»»

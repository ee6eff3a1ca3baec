//! Session state shared between the controller and the UI.

use std::path::PathBuf;

/// Where the current download/trim session is.
///
/// `Request` is the initial state. `Error` and `SaveDirChanged` can be
/// entered from anywhere.
#[derive(Debug, Clone, Copy, PartialEq, Eq, Default)]
pub enum SessionState {
    /// Fetching video information.
    #[default]
    Request,
    /// Media is being downloaded.
    Downloading,
    /// Download finished, audio is being extracted/converted.
    Postprocessing,
    /// Audio file written.
    Done,
    /// A standalone trim finished.
    Trimmed,
    /// Something failed, see `Session::error_message`.
    Error,
    /// The default save directory was changed.
    SaveDirChanged,
}

impl std::fmt::Display for SessionState {
    fn fmt(&self, f: &mut std::fmt::Formatter<'_>) -> std::fmt::Result {
        match self {
            SessionState::Request => write!(f, "request"),
            SessionState::Downloading => write!(f, "downloading"),
            SessionState::Postprocessing => write!(f, "postprocessing"),
            SessionState::Done => write!(f, "done"),
            SessionState::Trimmed => write!(f, "trimmed"),
            SessionState::Error => write!(f, "error"),
            SessionState::SaveDirChanged => write!(f, "save_dir_changed"),
        }
    }
}

/// Display strings reported by the fetcher while downloading.
///
/// `progress` is whatever the tool printed (for example `" 42.0%"`) and may
/// still contain terminal colour sequences.
#[derive(Debug, Clone, Default, PartialEq, Eq)]
pub struct DownloadStatus {
    pub progress: String,
    pub speed: String,
    pub eta: String,
}

/// Everything the UI renders about the current session.
#[derive(Debug, Clone, Default, PartialEq)]
pub struct Session {
    pub state: SessionState,
    pub download_status: DownloadStatus,
    pub error_message: String,
    /// Final audio file of the last download.
    pub save_path: Option<PathBuf>,
    /// Output of the last trim (standalone or after download).
    pub trim_filepath: Option<PathBuf>,
    /// Whether the last download was trimmed right after conversion.
    pub trimmed_download: bool,
    /// Default save directory, mirrored here for the status line.
    pub default_save_dir: String,
    /// A download or trim job is in flight.
    pub busy: bool,
}

impl Session {
    pub fn new(default_save_dir: impl Into<String>) -> Self {
        Self {
            default_save_dir: default_save_dir.into(),
            ..Default::default()
        }
    }
}
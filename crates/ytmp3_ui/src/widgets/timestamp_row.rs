//! One `hh : mm : ss` row of trim entries.

use iced::widget::{row, text, text_input};
use iced::{Alignment, Element, Length};

use ytmp3_core::models::{TimePoint, TimeUnit, TrimTimestamps};

use crate::app::Message;
use crate::theme::{colors, font, spacing, LABEL_WIDTH, TIME_FIELD_WIDTH};
use crate::types::{TrimField, TrimFieldOwner, TrimFieldTexts};

/// Build the row for one end of the trim range.
///
/// Empty entries show the current value as placeholder when it is nonzero,
/// otherwise `hh`, `mm` or `ss`.
pub fn timestamp_row<'a>(
    label: &'a str,
    owner: TrimFieldOwner,
    point: TimePoint,
    texts: &'a TrimFieldTexts,
    current: &TrimTimestamps,
) -> Element<'a, Message> {
    let mut fields = row![text(label)
        .size(font::NORMAL)
        .color(colors::TEXT_SECONDARY)
        .width(Length::Fixed(LABEL_WIDTH))]
    .spacing(spacing::XS)
    .align_y(Alignment::Center);

    for (i, unit) in TimeUnit::ALL.into_iter().enumerate() {
        if i > 0 {
            fields = fields.push(text(":").size(font::NORMAL));
        }
        let value = current.get(point, unit);
        let placeholder = if value.is_zero() {
            unit.placeholder().to_string()
        } else {
            value.to_string()
        };
        let field = TrimField { owner, point, unit };
        fields = fields.push(
            text_input(&placeholder, texts.get(point, unit))
                .on_input(move |s| Message::TrimFieldChanged(field, s))
                .size(font::NORMAL)
                .width(Length::Fixed(TIME_FIELD_WIDTH)),
        );
    }

    fields.into()
}
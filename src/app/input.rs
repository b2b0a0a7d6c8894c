use crossterm::event::{KeyCode, KeyEvent, KeyEventKind, KeyModifiers};

use crate::input::handle_text_key;
use crate::store::{Action, ModalId};
use crate::ui::components::Checkbox;
use crate::ui::View;

use super::App;

impl App {
    pub fn handle_key_event(&mut self, key: KeyEvent) {
        if key.kind != KeyEventKind::Press {
            return;
        }

        if key.code == KeyCode::Char('c') && key.modifiers == KeyModifiers::CONTROL {
            self.should_quit = true;
            return;
        }

        if self.store.open_modal().is_some() {
            self.handle_modal_key(key);
            return;
        }

        match View::from_store(&self.store) {
            View::Home => self.handle_home_key(key),
            View::Auth => self.handle_form_key(key),
        }
    }

    fn handle_modal_key(&mut self, key: KeyEvent) {
        match key.code {
            KeyCode::Esc | KeyCode::Enter | KeyCode::Char('q') => self.close_open_modal(),
            _ => {}
        }
    }

    fn handle_home_key(&mut self, key: KeyEvent) {
        match (key.code, key.modifiers) {
            (KeyCode::Char('q'), KeyModifiers::NONE) | (KeyCode::Esc, _) => {
                self.should_quit = true;
            }
            (KeyCode::Char('g'), KeyModifiers::CONTROL) => self.toggle_modal(ModalId::Info),
            _ => {}
        }
    }

    fn handle_form_key(&mut self, key: KeyEvent) {
        match (key.code, key.modifiers) {
            (KeyCode::Esc, _) => self.should_quit = true,
            (KeyCode::Tab, KeyModifiers::NONE) | (KeyCode::Down, _) => self.form.next_field(),
            (KeyCode::BackTab, _) | (KeyCode::Up, _) => self.form.prev_field(),
            (KeyCode::Enter, KeyModifiers::NONE) => self.submit(),
            (KeyCode::Char('s'), KeyModifiers::CONTROL) => self.toggle_password_visibility(),
            (KeyCode::Char('l'), KeyModifiers::CONTROL) => self.switch_mode(),
            (KeyCode::Char('g'), KeyModifiers::CONTROL) => self.toggle_modal(ModalId::Info),
            (KeyCode::Char('t'), KeyModifiers::CONTROL) if !self.form.is_login() => {
                self.toggle_modal(ModalId::Terms);
            }
            (KeyCode::Char(' '), KeyModifiers::NONE) if self.form.active_checkbox().is_some() => {
                self.toggle_active_checkbox();
            }
            _ => self.dispatch_text_key(key),
        }
    }

    fn toggle_password_visibility(&mut self) {
        let Some(field) = self.form.active_password() else {
            return;
        };
        let visible = !self.store.password_visible(field);
        self.store.dispatch(Action::SetPasswordVisible { field, visible });
    }

    fn toggle_active_checkbox(&mut self) {
        match self.form.active_checkbox() {
            Some(Checkbox::Remember) => {
                let on = !self.store.is_user_remembered;
                self.store.dispatch(Action::SetUserRemembered(on));
            }
            Some(Checkbox::Terms) => {
                let on = !self.store.is_terms_accepted;
                self.store.dispatch(Action::SetTermsAccepted(on));
            }
            None => {}
        }
    }

    fn dispatch_text_key(&mut self, key: KeyEvent) {
        let editing_credentials = self.form.editing_credentials();
        let Some(buf) = self.form.active_edit() else {
            return;
        };
        let consumed = handle_text_key(buf, key.code, key.modifiers);

        // A stale auth error clears on the next credential keystroke.
        if consumed && editing_credentials && self.store.is_auth_error {
            self.store.dispatch(Action::SetAuthError(false));
        }
    }
}

#[cfg(test)]
mod tests {
    use super::*;
    use crate::app::{AppConfig, SubmitHandler};
    use crate::input::TextEdit;
    use crate::store::PasswordField;
    use crate::ui::components::AuthForm;

    fn app_with_noop_handler() -> App {
        let handler: SubmitHandler = Box::new(|_, _, _| {});
        App::new(AppConfig::default(), handler)
    }

    fn press(app: &mut App, code: KeyCode) {
        app.handle_key_event(KeyEvent::new(code, KeyModifiers::NONE));
    }

    fn press_ctrl(app: &mut App, c: char) {
        app.handle_key_event(KeyEvent::new(KeyCode::Char(c), KeyModifiers::CONTROL));
    }

    fn type_text(app: &mut App, text: &str) {
        for c in text.chars() {
            press(app, KeyCode::Char(c));
        }
    }

    #[test]
    fn test_typing_fills_active_field() {
        let mut app = app_with_noop_handler();
        type_text(&mut app, "a@b.co");
        assert_eq!(app.form.email(), "a@b.co");

        press(&mut app, KeyCode::Tab);
        type_text(&mut app, "ab");
        assert_eq!(app.form.password(), "ab");
    }

    #[test]
    fn test_visibility_toggle_preserves_value() {
        let mut app = app_with_noop_handler();
        press(&mut app, KeyCode::Tab);
        type_text(&mut app, "secret");

        press_ctrl(&mut app, 's');
        assert!(app.store.password_visible(PasswordField::Password));
        assert_eq!(app.form.password(), "secret");

        press_ctrl(&mut app, 's');
        assert!(!app.store.password_visible(PasswordField::Password));
        assert_eq!(app.form.password(), "secret");
    }

    #[test]
    fn test_visibility_toggle_ignored_on_plain_field() {
        let mut app = app_with_noop_handler();
        press_ctrl(&mut app, 's');
        assert!(!app.store.password_visible(PasswordField::Password));
    }

    #[test]
    fn test_space_toggles_remember_flag() {
        let mut app = app_with_noop_handler();
        press(&mut app, KeyCode::Tab);
        press(&mut app, KeyCode::Tab);

        press(&mut app, KeyCode::Char(' '));
        assert!(app.store.is_user_remembered);
        press(&mut app, KeyCode::Char(' '));
        assert!(!app.store.is_user_remembered);
    }

    #[test]
    fn test_space_toggles_terms_flag_on_signup() {
        let mut app = app_with_noop_handler();
        press_ctrl(&mut app, 'l');
        press(&mut app, KeyCode::BackTab);

        press(&mut app, KeyCode::Char(' '));
        assert!(app.store.is_terms_accepted);
    }

    #[test]
    fn test_space_in_text_field_inserts_space() {
        let mut app = app_with_noop_handler();
        press_ctrl(&mut app, 'l');
        type_text(&mut app, "John Doe");
        match &app.form {
            AuthForm::Signup(f) => assert_eq!(f.full_name.content(), "John Doe"),
            AuthForm::Login(_) => unreachable!(),
        }
    }

    #[test]
    fn test_terms_modal_only_opens_from_signup() {
        let mut app = app_with_noop_handler();
        press_ctrl(&mut app, 't');
        assert!(!app.store.modal(ModalId::Terms).visible);

        press_ctrl(&mut app, 'l');
        press_ctrl(&mut app, 't');
        assert!(app.store.modal(ModalId::Terms).visible);
    }

    #[test]
    fn test_modal_swallows_form_keys_until_closed() {
        let mut app = app_with_noop_handler();
        press_ctrl(&mut app, 'g');
        assert!(app.store.modal(ModalId::Info).visible);

        type_text(&mut app, "x");
        assert_eq!(app.form.email(), "");

        press(&mut app, KeyCode::Esc);
        assert!(!app.store.modal(ModalId::Info).visible);
        assert!(!app.should_quit);
    }

    #[test]
    fn test_auth_error_clears_on_next_keystroke() {
        let mut app = app_with_noop_handler();
        app.store.dispatch(Action::SetAuthError(true));

        press(&mut app, KeyCode::Char('a'));
        assert!(!app.store.is_auth_error);
    }

    #[test]
    fn test_enter_submits_valid_login() {
        let mut app = app_with_noop_handler();
        type_text(&mut app, "a@b.co");
        press(&mut app, KeyCode::Tab);
        type_text(&mut app, "ab");

        press(&mut app, KeyCode::Enter);
        assert!(app.form.email().is_empty());
        assert!(app.form.password().is_empty());
    }

    #[test]
    fn test_ctrl_c_quits() {
        let mut app = app_with_noop_handler();
        press_ctrl(&mut app, 'c');
        assert!(app.should_quit);
    }

    #[test]
    fn test_home_keys() {
        let mut app = app_with_noop_handler();
        app.store.is_home_page = true;
        app.store.is_user_authorised = true;

        press_ctrl(&mut app, 'g');
        assert!(app.store.modal(ModalId::Info).visible);
        press(&mut app, KeyCode::Esc);

        press(&mut app, KeyCode::Char('q'));
        assert!(app.should_quit);
    }
}
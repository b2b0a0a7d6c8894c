//! Modal state
//!
//! Visibility and position per named modal. Positions are randomized on
//! open within a bounded offset from the content origin.

use rand::Rng;

/// Named modals known to the application.
#[derive(Debug, Clone, Copy, PartialEq, Eq)]
pub enum ModalId {
    /// Terms of service, opened from the signup form.
    Terms,
    /// Informational modal owned by the header.
    Info,
}

impl ModalId {
    pub fn name(&self) -> &'static str {
        match self {
            Self::Terms => "terms-modal",
            Self::Info => "info-modal",
        }
    }
}

/// Offset of a modal's top-left corner from the content origin, in cells.
#[derive(Debug, Clone, Copy, PartialEq, Eq, Default)]
pub struct ModalPosition {
    pub top: u16,
    pub left: u16,
}

impl ModalPosition {
    /// Draw each axis uniformly from `min..=max`.
    pub fn random(rng: &mut impl Rng, min: u16, max: u16) -> Self {
        Self {
            top: rng.gen_range(min..=max),
            left: rng.gen_range(min..=max),
        }
    }
}

#[derive(Debug, Clone, Default)]
pub struct ModalState {
    pub visible: bool,
    pub position: ModalPosition,
}

#[cfg(test)]
mod tests {
    use super::*;

    #[test]
    fn test_random_position_stays_in_range() {
        let mut rng = rand::thread_rng();
        for _ in 0..200 {
            let pos = ModalPosition::random(&mut rng, 10, 30);
            assert!((10..=30).contains(&pos.top));
            assert!((10..=30).contains(&pos.left));
        }
    }

    #[test]
    fn test_modal_names() {
        assert_eq!(ModalId::Terms.name(), "terms-modal");
        assert_eq!(ModalId::Info.name(), "info-modal");
    }
}
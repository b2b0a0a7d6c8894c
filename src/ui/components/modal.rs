//! Modal Component
//!
//! Generic overlay parameterized by name, optional title, visibility flag,
//! and arbitrary text content. The owning code controls open/close and
//! position through store actions; the widget only draws.

use ratatui::{
    buffer::Buffer,
    layout::Rect,
    style::{Color, Style},
    widgets::{Clear, Paragraph, Widget, Wrap},
};

use crate::store::{ModalId, ModalState};

use super::layout::{create_popup_block, render_footer};

const MODAL_WIDTH: u16 = 44;
const MODAL_HEIGHT: u16 = 12;

pub struct Modal<'a> {
    id: ModalId,
    title: Option<&'a str>,
    content: &'a str,
    state: &'a ModalState,
}

impl<'a> Modal<'a> {
    pub fn new(id: ModalId, state: &'a ModalState, content: &'a str) -> Self {
        Self { id, title: None, content, state }
    }

    pub fn title(mut self, title: &'a str) -> Self {
        self.title = Some(title);
        self
    }

    /// Popup anchored at the stored offset, clamped so it stays on screen.
    fn popup_area(&self, area: Rect) -> Rect {
        let width = MODAL_WIDTH.min(area.width);
        let height = MODAL_HEIGHT.min(area.height);
        let x = (area.x + self.state.position.left).min(area.right().saturating_sub(width));
        let y = (area.y + self.state.position.top).min(area.bottom().saturating_sub(height));
        Rect::new(x, y, width, height)
    }
}

impl Widget for Modal<'_> {
    fn render(self, area: Rect, buf: &mut Buffer) {
        if !self.state.visible {
            return;
        }

        let popup = self.popup_area(area);
        Clear.render(popup, buf);

        let block = create_popup_block(self.title.unwrap_or(self.id.name()), Color::Magenta);
        let inner = block.inner(popup);
        block.render(popup, buf);

        Paragraph::new(self.content)
            .style(Style::default().fg(Color::White))
            .wrap(Wrap { trim: true })
            .render(inner, buf);

        render_footer(buf, popup, " Esc close ");
    }
}

#[cfg(test)]
mod tests {
    use super::*;
    use crate::store::ModalPosition;

    fn buffer_text(buf: &Buffer) -> String {
        let mut out = String::new();
        for y in buf.area.top()..buf.area.bottom() {
            for x in buf.area.left()..buf.area.right() {
                out.push_str(buf.cell((x, y)).map(|c| c.symbol()).unwrap_or(" "));
            }
            out.push('\n');
        }
        out
    }

    #[test]
    fn test_hidden_modal_renders_nothing() {
        let state = ModalState::default();
        let area = Rect::new(0, 0, 80, 24);
        let mut buf = Buffer::empty(area);
        Modal::new(ModalId::Terms, &state, "some terms").render(area, &mut buf);
        assert!(!buffer_text(&buf).contains("some terms"));
    }

    #[test]
    fn test_visible_modal_renders_title_and_content() {
        let state = ModalState {
            visible: true,
            position: ModalPosition { top: 10, left: 10 },
        };
        let area = Rect::new(0, 0, 80, 30);
        let mut buf = Buffer::empty(area);
        Modal::new(ModalId::Terms, &state, "agree to these terms")
            .title(" Terms of Service ")
            .render(area, &mut buf);

        let text = buffer_text(&buf);
        assert!(text.contains("Terms of Service"), "{text}");
        assert!(text.contains("agree to these"), "{text}");
    }

    #[test]
    fn test_untitled_modal_falls_back_to_name() {
        let state = ModalState {
            visible: true,
            position: ModalPosition::default(),
        };
        let area = Rect::new(0, 0, 80, 24);
        let mut buf = Buffer::empty(area);
        Modal::new(ModalId::Info, &state, "hello").render(area, &mut buf);
        assert!(buffer_text(&buf).contains("info-modal"));
    }

    #[test]
    fn test_popup_is_clamped_inside_area() {
        let state = ModalState {
            visible: true,
            position: ModalPosition { top: 30, left: 30 },
        };
        let area = Rect::new(0, 0, 50, 20);
        let modal = Modal::new(ModalId::Terms, &state, "x");
        let popup = modal.popup_area(area);
        assert!(popup.right() <= area.right());
        assert!(popup.bottom() <= area.bottom());
    }
}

««

Copy out each line of the data above, exactly, if it lies between the line holding "Paragraph::new(self.content)" and the line holding "let state = ModalState::default();", inclusive; copy no other line.

        Paragraph::new(self.content)
            .style(Style::default().fg(Color::White))
            .wrap(Wrap { trim: true })
            .render(inner, buf);

        render_footer(buf, popup, " Esc close ");
    }
}

#[cfg(test)]
mod tests {
    use super::*;
    use crate::store::ModalPosition;

    fn buffer_text(buf: &Buffer) -> String {
        let mut out = String::new();
        for y in buf.area.top()..buf.area.bottom() {
            for x in buf.area.left()..buf.area.right() {
                out.push_str(buf.cell((x, y)).map(|c| c.symbol()).unwrap_or(" "));
            }
            out.push('\n');
        }
        out
    }

    #[test]
    fn test_hidden_modal_renders_nothing() {
        let state = ModalState::default();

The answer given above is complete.